### Problem
Search the records for the string "Fault", and show each line where it appears.

### Working data
——

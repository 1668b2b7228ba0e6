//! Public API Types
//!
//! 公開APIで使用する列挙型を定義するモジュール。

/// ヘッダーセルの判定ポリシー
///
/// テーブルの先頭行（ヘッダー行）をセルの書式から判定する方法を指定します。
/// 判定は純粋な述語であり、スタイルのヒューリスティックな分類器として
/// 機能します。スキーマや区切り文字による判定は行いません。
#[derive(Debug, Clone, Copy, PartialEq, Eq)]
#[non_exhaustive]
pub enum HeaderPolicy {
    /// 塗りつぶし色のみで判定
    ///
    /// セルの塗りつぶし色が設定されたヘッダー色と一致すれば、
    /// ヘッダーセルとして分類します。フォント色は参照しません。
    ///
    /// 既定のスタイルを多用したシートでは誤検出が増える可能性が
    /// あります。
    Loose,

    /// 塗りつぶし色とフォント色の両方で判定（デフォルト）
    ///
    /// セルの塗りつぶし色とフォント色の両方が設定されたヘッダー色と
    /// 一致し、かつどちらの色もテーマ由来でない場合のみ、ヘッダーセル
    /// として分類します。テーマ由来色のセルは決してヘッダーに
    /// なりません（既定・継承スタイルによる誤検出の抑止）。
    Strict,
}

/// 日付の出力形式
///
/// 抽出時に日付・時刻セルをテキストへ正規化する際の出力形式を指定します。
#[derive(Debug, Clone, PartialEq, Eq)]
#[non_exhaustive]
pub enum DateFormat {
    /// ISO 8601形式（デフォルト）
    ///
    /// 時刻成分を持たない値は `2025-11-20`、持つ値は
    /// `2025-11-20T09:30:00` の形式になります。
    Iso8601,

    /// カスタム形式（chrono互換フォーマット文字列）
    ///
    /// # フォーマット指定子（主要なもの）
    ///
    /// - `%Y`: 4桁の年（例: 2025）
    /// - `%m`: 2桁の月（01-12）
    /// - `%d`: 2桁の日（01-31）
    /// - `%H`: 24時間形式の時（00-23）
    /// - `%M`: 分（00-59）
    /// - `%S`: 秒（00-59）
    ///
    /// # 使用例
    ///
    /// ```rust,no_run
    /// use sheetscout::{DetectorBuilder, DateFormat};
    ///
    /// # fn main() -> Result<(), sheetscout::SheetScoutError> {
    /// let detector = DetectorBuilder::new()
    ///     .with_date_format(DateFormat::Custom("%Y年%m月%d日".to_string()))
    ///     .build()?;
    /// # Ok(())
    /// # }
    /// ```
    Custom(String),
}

——

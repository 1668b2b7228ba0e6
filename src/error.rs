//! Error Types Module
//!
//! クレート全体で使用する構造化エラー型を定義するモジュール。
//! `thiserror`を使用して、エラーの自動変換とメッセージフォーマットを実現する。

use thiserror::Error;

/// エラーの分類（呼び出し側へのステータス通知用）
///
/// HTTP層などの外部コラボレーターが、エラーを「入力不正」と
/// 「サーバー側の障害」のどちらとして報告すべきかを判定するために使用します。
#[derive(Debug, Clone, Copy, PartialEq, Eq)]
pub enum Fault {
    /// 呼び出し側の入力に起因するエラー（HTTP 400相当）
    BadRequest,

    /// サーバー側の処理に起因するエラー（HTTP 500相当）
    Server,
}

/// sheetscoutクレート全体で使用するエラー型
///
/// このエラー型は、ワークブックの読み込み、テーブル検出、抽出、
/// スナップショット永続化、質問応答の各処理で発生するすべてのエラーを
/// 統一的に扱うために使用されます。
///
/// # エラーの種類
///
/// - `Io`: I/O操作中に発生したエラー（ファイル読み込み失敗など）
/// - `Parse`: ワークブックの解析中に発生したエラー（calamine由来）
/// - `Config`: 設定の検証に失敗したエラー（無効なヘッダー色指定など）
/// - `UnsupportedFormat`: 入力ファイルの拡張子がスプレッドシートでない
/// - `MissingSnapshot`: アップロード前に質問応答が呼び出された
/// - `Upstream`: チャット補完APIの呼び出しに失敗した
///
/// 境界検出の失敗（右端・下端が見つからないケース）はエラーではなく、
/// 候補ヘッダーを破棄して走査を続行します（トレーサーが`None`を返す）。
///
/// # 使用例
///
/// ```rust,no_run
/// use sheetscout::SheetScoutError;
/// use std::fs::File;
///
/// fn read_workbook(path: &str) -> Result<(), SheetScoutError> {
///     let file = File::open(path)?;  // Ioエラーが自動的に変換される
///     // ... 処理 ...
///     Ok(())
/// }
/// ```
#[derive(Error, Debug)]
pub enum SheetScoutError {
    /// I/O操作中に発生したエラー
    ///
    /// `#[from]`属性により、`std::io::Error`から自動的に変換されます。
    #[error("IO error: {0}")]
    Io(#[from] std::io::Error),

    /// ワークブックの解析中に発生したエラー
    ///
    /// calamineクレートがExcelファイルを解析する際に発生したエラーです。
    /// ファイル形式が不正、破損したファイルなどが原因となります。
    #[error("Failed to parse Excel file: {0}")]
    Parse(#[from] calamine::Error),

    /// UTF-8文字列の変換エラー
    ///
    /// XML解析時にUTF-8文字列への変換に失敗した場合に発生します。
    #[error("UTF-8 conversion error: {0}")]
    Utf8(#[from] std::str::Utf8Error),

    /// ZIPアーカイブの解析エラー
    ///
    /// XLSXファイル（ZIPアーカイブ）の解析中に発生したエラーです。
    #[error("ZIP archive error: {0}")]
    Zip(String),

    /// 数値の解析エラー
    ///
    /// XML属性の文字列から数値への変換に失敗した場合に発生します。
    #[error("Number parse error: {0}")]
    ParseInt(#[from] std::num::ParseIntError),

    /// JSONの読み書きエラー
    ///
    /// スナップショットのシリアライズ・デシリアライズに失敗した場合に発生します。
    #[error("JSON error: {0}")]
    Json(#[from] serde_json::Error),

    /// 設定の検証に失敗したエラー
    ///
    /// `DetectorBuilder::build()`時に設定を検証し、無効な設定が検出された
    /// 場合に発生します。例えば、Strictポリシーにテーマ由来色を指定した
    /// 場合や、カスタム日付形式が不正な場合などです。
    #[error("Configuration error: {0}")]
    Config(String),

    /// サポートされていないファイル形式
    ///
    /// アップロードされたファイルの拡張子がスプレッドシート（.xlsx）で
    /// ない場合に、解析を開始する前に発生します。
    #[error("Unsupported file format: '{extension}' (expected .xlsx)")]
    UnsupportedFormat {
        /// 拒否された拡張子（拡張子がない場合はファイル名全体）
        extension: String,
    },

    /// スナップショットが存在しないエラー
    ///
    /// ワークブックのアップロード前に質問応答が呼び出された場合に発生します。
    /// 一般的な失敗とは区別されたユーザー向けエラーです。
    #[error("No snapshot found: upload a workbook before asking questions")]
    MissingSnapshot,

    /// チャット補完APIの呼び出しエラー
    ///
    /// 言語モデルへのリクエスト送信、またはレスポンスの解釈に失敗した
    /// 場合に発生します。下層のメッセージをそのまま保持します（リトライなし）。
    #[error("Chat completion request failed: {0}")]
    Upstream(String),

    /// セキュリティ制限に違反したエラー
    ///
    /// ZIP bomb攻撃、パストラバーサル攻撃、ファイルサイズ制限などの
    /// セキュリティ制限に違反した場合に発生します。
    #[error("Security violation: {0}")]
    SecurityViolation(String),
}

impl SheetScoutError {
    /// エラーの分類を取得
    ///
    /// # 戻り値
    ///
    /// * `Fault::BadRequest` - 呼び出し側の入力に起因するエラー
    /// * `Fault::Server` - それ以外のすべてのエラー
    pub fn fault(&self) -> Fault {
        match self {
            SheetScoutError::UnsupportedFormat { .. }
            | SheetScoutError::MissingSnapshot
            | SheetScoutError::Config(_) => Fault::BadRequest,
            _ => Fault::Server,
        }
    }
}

——

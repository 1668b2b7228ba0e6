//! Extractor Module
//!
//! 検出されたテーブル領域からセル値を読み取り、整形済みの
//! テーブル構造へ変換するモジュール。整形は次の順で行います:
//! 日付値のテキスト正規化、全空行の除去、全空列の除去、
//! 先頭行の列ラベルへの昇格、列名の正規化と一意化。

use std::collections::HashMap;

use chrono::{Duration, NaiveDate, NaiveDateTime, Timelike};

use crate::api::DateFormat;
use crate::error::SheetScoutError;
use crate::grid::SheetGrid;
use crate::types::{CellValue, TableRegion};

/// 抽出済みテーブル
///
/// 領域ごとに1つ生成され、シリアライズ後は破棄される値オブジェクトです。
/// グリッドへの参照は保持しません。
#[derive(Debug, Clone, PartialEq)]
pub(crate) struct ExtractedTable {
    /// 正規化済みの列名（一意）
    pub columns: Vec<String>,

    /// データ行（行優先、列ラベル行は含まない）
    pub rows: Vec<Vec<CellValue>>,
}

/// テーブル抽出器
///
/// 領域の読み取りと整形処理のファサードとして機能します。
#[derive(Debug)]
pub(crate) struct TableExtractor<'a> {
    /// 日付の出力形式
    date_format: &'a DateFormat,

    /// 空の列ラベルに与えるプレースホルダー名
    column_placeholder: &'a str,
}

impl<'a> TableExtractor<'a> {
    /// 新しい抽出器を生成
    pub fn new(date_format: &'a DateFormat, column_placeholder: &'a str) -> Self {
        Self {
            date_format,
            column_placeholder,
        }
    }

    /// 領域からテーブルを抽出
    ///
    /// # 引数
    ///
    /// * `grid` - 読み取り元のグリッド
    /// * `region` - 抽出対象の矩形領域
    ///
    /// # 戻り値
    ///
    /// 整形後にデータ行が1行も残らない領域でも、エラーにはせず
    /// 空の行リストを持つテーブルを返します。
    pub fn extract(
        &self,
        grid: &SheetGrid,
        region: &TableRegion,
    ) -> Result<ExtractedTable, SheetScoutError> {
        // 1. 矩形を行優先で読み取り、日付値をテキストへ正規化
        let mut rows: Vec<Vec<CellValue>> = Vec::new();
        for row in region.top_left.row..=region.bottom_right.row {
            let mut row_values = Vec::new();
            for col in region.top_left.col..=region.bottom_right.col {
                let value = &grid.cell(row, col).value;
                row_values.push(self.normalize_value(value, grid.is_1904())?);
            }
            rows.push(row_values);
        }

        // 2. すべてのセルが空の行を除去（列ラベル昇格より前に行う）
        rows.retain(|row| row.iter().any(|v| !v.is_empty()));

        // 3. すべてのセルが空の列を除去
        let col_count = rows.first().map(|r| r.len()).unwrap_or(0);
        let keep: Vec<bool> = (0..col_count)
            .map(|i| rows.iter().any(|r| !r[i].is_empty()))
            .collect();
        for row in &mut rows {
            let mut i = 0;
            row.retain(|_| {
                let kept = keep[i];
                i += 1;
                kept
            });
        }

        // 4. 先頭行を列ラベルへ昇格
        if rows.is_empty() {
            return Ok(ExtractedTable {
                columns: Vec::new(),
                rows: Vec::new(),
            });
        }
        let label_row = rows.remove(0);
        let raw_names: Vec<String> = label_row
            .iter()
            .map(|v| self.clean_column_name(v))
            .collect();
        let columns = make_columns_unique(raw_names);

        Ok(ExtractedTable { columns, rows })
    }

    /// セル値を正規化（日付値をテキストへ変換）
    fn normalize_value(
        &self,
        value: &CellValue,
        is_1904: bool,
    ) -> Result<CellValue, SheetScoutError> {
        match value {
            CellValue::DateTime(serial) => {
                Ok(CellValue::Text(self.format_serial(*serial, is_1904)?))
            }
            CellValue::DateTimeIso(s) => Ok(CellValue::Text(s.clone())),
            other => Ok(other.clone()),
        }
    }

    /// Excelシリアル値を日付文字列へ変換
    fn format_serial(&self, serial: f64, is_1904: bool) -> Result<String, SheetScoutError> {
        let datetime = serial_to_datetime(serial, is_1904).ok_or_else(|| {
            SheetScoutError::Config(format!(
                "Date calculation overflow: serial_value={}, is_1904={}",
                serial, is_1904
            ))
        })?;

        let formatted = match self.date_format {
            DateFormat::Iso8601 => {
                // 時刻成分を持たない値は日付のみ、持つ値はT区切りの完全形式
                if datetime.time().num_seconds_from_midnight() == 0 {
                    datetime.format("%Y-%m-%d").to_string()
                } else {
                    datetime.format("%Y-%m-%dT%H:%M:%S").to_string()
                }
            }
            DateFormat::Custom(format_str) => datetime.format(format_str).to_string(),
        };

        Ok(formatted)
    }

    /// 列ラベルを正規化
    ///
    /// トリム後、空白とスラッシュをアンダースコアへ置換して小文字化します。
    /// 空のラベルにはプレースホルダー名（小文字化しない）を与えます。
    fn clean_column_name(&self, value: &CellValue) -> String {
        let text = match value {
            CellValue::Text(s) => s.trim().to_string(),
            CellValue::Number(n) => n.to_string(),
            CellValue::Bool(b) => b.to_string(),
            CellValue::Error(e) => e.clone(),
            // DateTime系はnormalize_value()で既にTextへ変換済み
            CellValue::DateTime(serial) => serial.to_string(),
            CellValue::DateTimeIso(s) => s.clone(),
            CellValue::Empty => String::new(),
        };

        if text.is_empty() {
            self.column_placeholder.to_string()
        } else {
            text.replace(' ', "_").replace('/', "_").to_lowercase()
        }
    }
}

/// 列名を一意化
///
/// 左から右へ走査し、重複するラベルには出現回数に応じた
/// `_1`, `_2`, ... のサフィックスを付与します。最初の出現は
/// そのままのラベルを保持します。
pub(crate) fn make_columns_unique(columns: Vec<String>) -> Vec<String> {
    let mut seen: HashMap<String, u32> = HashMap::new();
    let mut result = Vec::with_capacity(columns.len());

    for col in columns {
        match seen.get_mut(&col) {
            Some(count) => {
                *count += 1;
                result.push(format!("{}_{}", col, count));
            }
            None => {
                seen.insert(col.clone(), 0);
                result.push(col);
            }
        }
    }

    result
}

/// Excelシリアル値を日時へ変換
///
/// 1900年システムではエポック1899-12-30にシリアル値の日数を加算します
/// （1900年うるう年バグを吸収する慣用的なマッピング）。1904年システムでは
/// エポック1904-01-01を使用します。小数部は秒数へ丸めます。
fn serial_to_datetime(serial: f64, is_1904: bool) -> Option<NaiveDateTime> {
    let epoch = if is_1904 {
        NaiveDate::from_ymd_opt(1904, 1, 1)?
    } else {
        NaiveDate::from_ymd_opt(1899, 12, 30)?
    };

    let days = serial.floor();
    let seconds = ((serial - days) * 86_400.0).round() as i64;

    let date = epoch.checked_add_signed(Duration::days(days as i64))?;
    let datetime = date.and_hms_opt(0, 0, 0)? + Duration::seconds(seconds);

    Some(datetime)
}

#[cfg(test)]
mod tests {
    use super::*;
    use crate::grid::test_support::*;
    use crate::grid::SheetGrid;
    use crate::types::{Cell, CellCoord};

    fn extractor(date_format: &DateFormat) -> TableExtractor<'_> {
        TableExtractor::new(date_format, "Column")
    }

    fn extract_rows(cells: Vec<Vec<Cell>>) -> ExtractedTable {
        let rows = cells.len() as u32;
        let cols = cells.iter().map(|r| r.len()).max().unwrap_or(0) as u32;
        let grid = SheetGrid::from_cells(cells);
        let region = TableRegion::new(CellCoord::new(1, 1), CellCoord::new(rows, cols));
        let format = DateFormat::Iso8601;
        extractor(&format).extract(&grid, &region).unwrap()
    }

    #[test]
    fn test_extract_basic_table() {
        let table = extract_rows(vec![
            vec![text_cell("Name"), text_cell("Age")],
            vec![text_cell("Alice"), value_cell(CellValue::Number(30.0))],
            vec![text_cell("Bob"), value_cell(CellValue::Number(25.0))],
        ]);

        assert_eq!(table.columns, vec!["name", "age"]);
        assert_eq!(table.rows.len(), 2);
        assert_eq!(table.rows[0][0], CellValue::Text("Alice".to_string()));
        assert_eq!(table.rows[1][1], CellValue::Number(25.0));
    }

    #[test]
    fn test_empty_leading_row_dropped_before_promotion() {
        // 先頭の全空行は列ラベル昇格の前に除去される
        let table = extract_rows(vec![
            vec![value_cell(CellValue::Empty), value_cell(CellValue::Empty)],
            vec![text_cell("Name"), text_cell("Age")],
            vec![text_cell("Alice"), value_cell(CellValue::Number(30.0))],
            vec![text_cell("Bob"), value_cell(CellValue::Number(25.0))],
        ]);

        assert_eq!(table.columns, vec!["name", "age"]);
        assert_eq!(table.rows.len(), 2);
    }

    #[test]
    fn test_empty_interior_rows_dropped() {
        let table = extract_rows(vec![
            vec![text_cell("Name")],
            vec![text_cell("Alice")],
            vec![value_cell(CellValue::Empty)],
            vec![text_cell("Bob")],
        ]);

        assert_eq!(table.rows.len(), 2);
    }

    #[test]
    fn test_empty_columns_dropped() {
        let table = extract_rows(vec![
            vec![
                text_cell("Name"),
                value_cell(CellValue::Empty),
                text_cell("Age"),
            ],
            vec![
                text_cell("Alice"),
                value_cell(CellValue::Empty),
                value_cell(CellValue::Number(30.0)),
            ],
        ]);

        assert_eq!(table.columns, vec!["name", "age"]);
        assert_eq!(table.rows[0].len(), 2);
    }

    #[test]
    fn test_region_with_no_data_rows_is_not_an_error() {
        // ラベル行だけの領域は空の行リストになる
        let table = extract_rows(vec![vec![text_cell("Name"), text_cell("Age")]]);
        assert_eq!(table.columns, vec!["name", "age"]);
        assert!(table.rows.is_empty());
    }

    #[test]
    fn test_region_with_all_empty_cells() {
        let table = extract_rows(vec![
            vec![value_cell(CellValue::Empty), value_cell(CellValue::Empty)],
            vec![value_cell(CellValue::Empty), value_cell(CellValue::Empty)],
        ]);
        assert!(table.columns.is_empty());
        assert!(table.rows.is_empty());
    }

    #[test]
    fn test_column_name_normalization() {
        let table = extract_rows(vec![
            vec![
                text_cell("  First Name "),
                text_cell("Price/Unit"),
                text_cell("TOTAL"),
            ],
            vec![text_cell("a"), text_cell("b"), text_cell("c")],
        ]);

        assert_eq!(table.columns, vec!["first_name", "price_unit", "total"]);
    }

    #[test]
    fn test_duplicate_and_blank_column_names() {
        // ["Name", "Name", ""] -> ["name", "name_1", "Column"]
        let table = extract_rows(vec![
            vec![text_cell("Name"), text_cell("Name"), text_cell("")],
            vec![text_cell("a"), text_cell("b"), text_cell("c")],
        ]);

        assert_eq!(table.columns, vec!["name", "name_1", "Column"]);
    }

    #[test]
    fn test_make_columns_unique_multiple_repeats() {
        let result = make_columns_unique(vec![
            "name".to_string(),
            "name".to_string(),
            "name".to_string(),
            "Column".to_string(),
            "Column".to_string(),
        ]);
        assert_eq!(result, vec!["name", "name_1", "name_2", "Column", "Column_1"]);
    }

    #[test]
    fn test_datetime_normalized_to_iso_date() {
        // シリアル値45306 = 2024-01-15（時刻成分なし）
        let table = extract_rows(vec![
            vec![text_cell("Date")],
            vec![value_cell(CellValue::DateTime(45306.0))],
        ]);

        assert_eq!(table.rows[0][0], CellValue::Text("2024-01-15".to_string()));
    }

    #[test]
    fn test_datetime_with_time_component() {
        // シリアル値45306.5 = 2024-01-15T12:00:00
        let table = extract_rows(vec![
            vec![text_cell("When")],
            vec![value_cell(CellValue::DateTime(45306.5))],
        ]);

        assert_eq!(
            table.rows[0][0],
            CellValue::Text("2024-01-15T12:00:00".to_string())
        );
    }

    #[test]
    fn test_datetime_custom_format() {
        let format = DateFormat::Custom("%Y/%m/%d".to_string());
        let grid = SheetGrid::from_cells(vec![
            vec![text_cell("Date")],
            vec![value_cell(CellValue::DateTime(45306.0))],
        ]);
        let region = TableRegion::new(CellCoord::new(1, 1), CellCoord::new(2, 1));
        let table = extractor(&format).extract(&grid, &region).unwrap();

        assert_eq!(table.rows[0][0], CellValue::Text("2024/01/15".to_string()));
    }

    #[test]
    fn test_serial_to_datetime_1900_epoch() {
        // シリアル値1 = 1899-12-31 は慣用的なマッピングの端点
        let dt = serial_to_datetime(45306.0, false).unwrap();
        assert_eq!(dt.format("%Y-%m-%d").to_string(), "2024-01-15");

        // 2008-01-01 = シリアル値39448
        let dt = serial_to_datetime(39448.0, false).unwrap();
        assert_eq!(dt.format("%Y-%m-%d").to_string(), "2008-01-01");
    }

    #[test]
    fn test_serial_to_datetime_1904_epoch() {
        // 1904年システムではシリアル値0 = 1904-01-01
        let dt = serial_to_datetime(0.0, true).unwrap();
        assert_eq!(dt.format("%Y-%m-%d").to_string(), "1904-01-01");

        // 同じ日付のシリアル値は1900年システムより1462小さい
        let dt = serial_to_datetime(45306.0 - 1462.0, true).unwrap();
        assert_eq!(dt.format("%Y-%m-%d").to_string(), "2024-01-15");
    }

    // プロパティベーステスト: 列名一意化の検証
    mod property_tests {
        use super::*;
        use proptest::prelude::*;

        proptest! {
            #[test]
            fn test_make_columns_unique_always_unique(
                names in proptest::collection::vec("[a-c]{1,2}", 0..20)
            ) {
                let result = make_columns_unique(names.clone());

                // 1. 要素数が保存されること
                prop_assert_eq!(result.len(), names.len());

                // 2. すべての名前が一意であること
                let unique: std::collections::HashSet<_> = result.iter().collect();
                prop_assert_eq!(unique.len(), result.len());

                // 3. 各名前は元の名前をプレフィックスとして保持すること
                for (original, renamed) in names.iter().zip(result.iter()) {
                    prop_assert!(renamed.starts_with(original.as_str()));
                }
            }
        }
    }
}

——

### Answer space
pub enum Fault {
    /// * `Fault::BadRequest` - 呼び出し側の入力に起因するエラー
    /// * `Fault::Server` - それ以外のすべてのエラー
    pub fn fault(&self) -> Fault {
            | SheetScoutError::Config(_) => Fault::BadRequest,
            _ => Fault::Server,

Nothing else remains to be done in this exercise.